— YOUR ASSIGNMENT —
Your answer must be the full listing, reproduced exactly.

■ ■ ■ ■ ■

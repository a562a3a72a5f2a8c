//! Co-occurrence Analyzer - command line
//!
//! Lists candidate columns of a table, or builds the co-occurrence graph of
//! selected columns and writes its metrics.

use anyhow::{Context, Result};
use clap::{Parser, Subcommand};
use cooccurrence_analyzer::export::export_all;
use cooccurrence_analyzer::graph::{AnalysisRequest, AnalyticsEngine, CooccurrenceEngine};
use cooccurrence_analyzer::table::{load_table, ColumnFilter};
use cooccurrence_analyzer::Config;
use std::path::PathBuf;
use std::sync::Arc;
use tracing_subscriber::{layer::SubscriberExt, util::SubscriberInitExt};

#[derive(Parser)]
#[command(name = "cograph")]
#[command(about = "Co-occurrence graph builder and metrics engine")]
struct Cli {
    /// Path to config.yaml
    #[arg(long, global = true)]
    config: Option<PathBuf>,

    #[command(subcommand)]
    command: Commands,
}

#[derive(Subcommand)]
enum Commands {
    /// List columns usable as node sources and as row filters
    Columns {
        /// CSV or JSON file
        #[arg(short, long)]
        input: PathBuf,

        /// Numeric columns with at least this many distinct values are skipped
        #[arg(long)]
        max_unique: Option<usize>,
    },

    /// Build the co-occurrence graph and compute node metrics
    Analyze {
        /// CSV or JSON file
        #[arg(short, long)]
        input: PathBuf,

        /// Columns whose values become nodes
        #[arg(short, long, value_delimiter = ',', required = true)]
        fields: Vec<String>,

        /// Row filter COLUMN=v1,v2 (repeatable)
        #[arg(long = "filter")]
        filters: Vec<ColumnFilter>,

        /// Drop edges seen in fewer records
        #[arg(long)]
        min_weight: Option<u64>,

        /// Number of sampled betweenness sources
        #[arg(long)]
        sample_size: Option<usize>,

        /// Always compute exact betweenness
        #[arg(long)]
        no_approx: bool,

        /// Largest graph computed exactly when sampling is allowed
        #[arg(long)]
        exact_threshold: Option<usize>,

        #[arg(long)]
        seed: Option<u64>,

        /// Number of top nodes to log
        #[arg(long)]
        top: Option<usize>,

        /// Node cap for graph_view.json (0 = no cap)
        #[arg(long)]
        max_view_nodes: Option<usize>,

        #[arg(long)]
        timeout_secs: Option<u64>,

        #[arg(short, long)]
        out_dir: Option<PathBuf>,
    },
}

#[tokio::main]
async fn main() -> Result<()> {
    // Load .env file
    dotenvy::dotenv().ok();

    // Initialize tracing
    tracing_subscriber::registry()
        .with(
            tracing_subscriber::EnvFilter::try_from_default_env()
                .unwrap_or_else(|_| "info,cooccurrence_analyzer=debug".into()),
        )
        .with(tracing_subscriber::fmt::layer())
        .init();

    let cli = Cli::parse();

    // Load configuration
    let mut config =
        Config::from_yaml_and_env(cli.config.as_deref()).context("Failed to load configuration")?;

    match cli.command {
        Commands::Columns { input, max_unique } => {
            if let Some(n) = max_unique {
                config.max_unique = n;
            }
            run_columns(&config, &input)
        }
        Commands::Analyze {
            input,
            fields,
            filters,
            min_weight,
            sample_size,
            no_approx,
            exact_threshold,
            seed,
            top,
            max_view_nodes,
            timeout_secs,
            out_dir,
        } => {
            if let Some(v) = min_weight {
                config.min_weight = v;
            }
            if sample_size.is_some() {
                config.sample_size = sample_size;
            }
            if no_approx {
                config.approx_betweenness = false;
            }
            if let Some(v) = exact_threshold {
                config.exact_threshold = v;
            }
            if let Some(v) = seed {
                config.seed = v;
            }
            if let Some(v) = top {
                config.top = v;
            }
            if let Some(v) = max_view_nodes {
                config.max_view_nodes = v;
            }
            if timeout_secs.is_some() {
                config.timeout_secs = timeout_secs;
            }
            if let Some(dir) = out_dir {
                config.out_dir = dir;
            }
            run_analyze(&config, &input, fields, filters).await
        }
    }
}

fn run_columns(config: &Config, input: &std::path::Path) -> Result<()> {
    let table =
        load_table(input).with_context(|| format!("Failed to load {}", input.display()))?;
    let columns = table.candidate_columns(config.max_unique);
    let filters = table.filter_candidates();
    tracing::info!(
        "{} of {} columns are node candidates (max_unique={}), {} are filter candidates",
        columns.len(),
        table.columns().len(),
        config.max_unique,
        filters.len()
    );
    println!("Node columns:");
    for column in columns {
        println!("  {}", column);
    }
    println!("Filter columns:");
    for column in filters {
        println!("  {}", column);
    }
    Ok(())
}

async fn run_analyze(
    config: &Config,
    input: &std::path::Path,
    fields: Vec<String>,
    filters: Vec<ColumnFilter>,
) -> Result<()> {
    let table =
        load_table(input).with_context(|| format!("Failed to load {}", input.display()))?;

    let request = AnalysisRequest {
        fields,
        filters,
        min_weight: config.min_weight,
        options: config.metrics_options(),
        timeout_secs: config.timeout_secs,
    };

    let engine = CooccurrenceEngine::new();
    let outcome = engine
        .analyze(Arc::new(table), request)
        .await
        .context("Analysis failed")?;

    let files = export_all(
        &config.out_dir,
        &outcome.graph,
        &outcome.report,
        config.max_view_nodes,
    )
    .context("Failed to write results")?;

    let summary = &outcome.report.summary;
    tracing::info!(
        "Graph: {} nodes, {} edges, {} components, {} communities",
        summary.node_count,
        summary.edge_count,
        summary.component_count,
        summary.community_count
    );
    for (rank, node) in outcome.report.nodes.iter().take(config.top).enumerate() {
        tracing::info!(
            "#{:<3} {:<40} degree(w)={:<8} betweenness={:.4} eigenvector={:.4} community={}",
            rank + 1,
            node.node_id,
            node.degree_weighted,
            node.betweenness,
            node.eigenvector,
            node.community
        );
    }
    tracing::info!(
        "Wrote {}, {}, {}, {}",
        files.nodes.display(),
        files.edges.display(),
        files.report.display(),
        files.view.display()
    );

    Ok(())
}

■ ■ ■ ■ ■

— TASK ANSWER —
repository a562a3a72a5f2a8c
//! Co-occurrence Analyzer - command line
//!
//! Lists candidate columns of a table, or builds the co-occurrence graph of
//! selected columns and writes its metrics.

use anyhow::{Context, Result};
use clap::{Parser, Subcommand};
use cooccurrence_analyzer::export::export_all;
use cooccurrence_analyzer::graph::{AnalysisRequest, AnalyticsEngine, CooccurrenceEngine};
use cooccurrence_analyzer::table::{load_table, ColumnFilter};
use cooccurrence_analyzer::Config;
use std::path::PathBuf;
use std::sync::Arc;
use tracing_subscriber::{layer::SubscriberExt, util::SubscriberInitExt};

#[derive(Parser)]
#[command(name = "cograph")]
#[command(about = "Co-occurrence graph builder and metrics engine")]
struct Cli {
    /// Path to config.yaml
    #[arg(long, global = true)]
    config: Option<PathBuf>,

    #[command(subcommand)]
    command: Commands,
}

#[derive(Subcommand)]
enum Commands {
    /// List columns usable as node sources and as row filters
    Columns {
        /// CSV or JSON file
        #[arg(short, long)]
        input: PathBuf,

        /// Numeric columns with at least this many distinct values are skipped
        #[arg(long)]
        max_unique: Option<usize>,
    },

    /// Build the co-occurrence graph and compute node metrics
    Analyze {
        /// CSV or JSON file
        #[arg(short, long)]
        input: PathBuf,

        /// Columns whose values become nodes
        #[arg(short, long, value_delimiter = ',', required = true)]
        fields: Vec<String>,

        /// Row filter COLUMN=v1,v2 (repeatable)
        #[arg(long = "filter")]
        filters: Vec<ColumnFilter>,

        /// Drop edges seen in fewer records
        #[arg(long)]
        min_weight: Option<u64>,

        /// Number of sampled betweenness sources
        #[arg(long)]
        sample_size: Option<usize>,

        /// Always compute exact betweenness
        #[arg(long)]
        no_approx: bool,

        /// Largest graph computed exactly when sampling is allowed
        #[arg(long)]
        exact_threshold: Option<usize>,

        #[arg(long)]
        seed: Option<u64>,

        /// Number of top nodes to log
        #[arg(long)]
        top: Option<usize>,

        /// Node cap for graph_view.json (0 = no cap)
        #[arg(long)]
        max_view_nodes: Option<usize>,

        #[arg(long)]
        timeout_secs: Option<u64>,

        #[arg(short, long)]
        out_dir: Option<PathBuf>,
    },
}

#[tokio::main]
async fn main() -> Result<()> {
    // Load .env file
    dotenvy::dotenv().ok();

    // Initialize tracing
    tracing_subscriber::registry()
        .with(
            tracing_subscriber::EnvFilter::try_from_default_env()
                .unwrap_or_else(|_| "info,cooccurrence_analyzer=debug".into()),
        )
        .with(tracing_subscriber::fmt::layer())
        .init();

    let cli = Cli::parse();

    // Load configuration
    let mut config =
        Config::from_yaml_and_env(cli.config.as_deref()).context("Failed to load configuration")?;

    match cli.command {
        Commands::Columns { input, max_unique } => {
            if let Some(n) = max_unique {
                config.max_unique = n;
            }
            run_columns(&config, &input)
        }
        Commands::Analyze {
            input,
            fields,
            filters,
            min_weight,
            sample_size,
            no_approx,
            exact_threshold,
            seed,
            top,
            max_view_nodes,
            timeout_secs,
            out_dir,
        } => {
            if let Some(v) = min_weight {
                config.min_weight = v;
            }
            if sample_size.is_some() {
                config.sample_size = sample_size;
            }
            if no_approx {
                config.approx_betweenness = false;
            }
            if let Some(v) = exact_threshold {
                config.exact_threshold = v;
            }
            if let Some(v) = seed {
                config.seed = v;
            }
            if let Some(v) = top {
                config.top = v;
            }
            if let Some(v) = max_view_nodes {
                config.max_view_nodes = v;
            }
            if timeout_secs.is_some() {
                config.timeout_secs = timeout_secs;
            }
            if let Some(dir) = out_dir {
                config.out_dir = dir;
            }
            run_analyze(&config, &input, fields, filters).await
        }
    }
}

fn run_columns(config: &Config, input: &std::path::Path) -> Result<()> {
    let table =
        load_table(input).with_context(|| format!("Failed to load {}", input.display()))?;
    let columns = table.candidate_columns(config.max_unique);
    let filters = table.filter_candidates();
    tracing::info!(
        "{} of {} columns are node candidates (max_unique={}), {} are filter candidates",
        columns.len(),
        table.columns().len(),
        config.max_unique,
        filters.len()
    );
    println!("Node columns:");
    for column in columns {
        println!("  {}", column);
    }
    println!("Filter columns:");
    for column in filters {
        println!("  {}", column);
    }
    Ok(())
}

async fn run_analyze(
    config: &Config,
    input: &std::path::Path,
    fields: Vec<String>,
    filters: Vec<ColumnFilter>,
) -> Result<()> {
    let table =
        load_table(input).with_context(|| format!("Failed to load {}", input.display()))?;

    let request = AnalysisRequest {
        fields,
        filters,
        min_weight: config.min_weight,
        options: config.metrics_options(),
        timeout_secs: config.timeout_secs,
    };

    let engine = CooccurrenceEngine::new();
    let outcome = engine
        .analyze(Arc::new(table), request)
        .await
        .context("Analysis failed")?;

    let files = export_all(
        &config.out_dir,
        &outcome.graph,
        &outcome.report,
        config.max_view_nodes,
    )
    .context("Failed to write results")?;

    let summary = &outcome.report.summary;
    tracing::info!(
        "Graph: {} nodes, {} edges, {} components, {} communities",
        summary.node_count,
        summary.edge_count,
        summary.component_count,
        summary.community_count
    );
    for (rank, node) in outcome.report.nodes.iter().take(config.top).enumerate() {
        tracing::info!(
            "#{:<3} {:<40} degree(w)={:<8} betweenness={:.4} eigenvector={:.4} community={}",
            rank + 1,
            node.node_id,
            node.degree_weighted,
            node.betweenness,
            node.eigenvector,
            node.community
        );
    }
    tracing::info!(
        "Wrote {}, {}, {}, {}",
        files.nodes.display(),
        files.edges.display(),
        files.report.display(),
        files.view.display()
    );

    Ok(())
}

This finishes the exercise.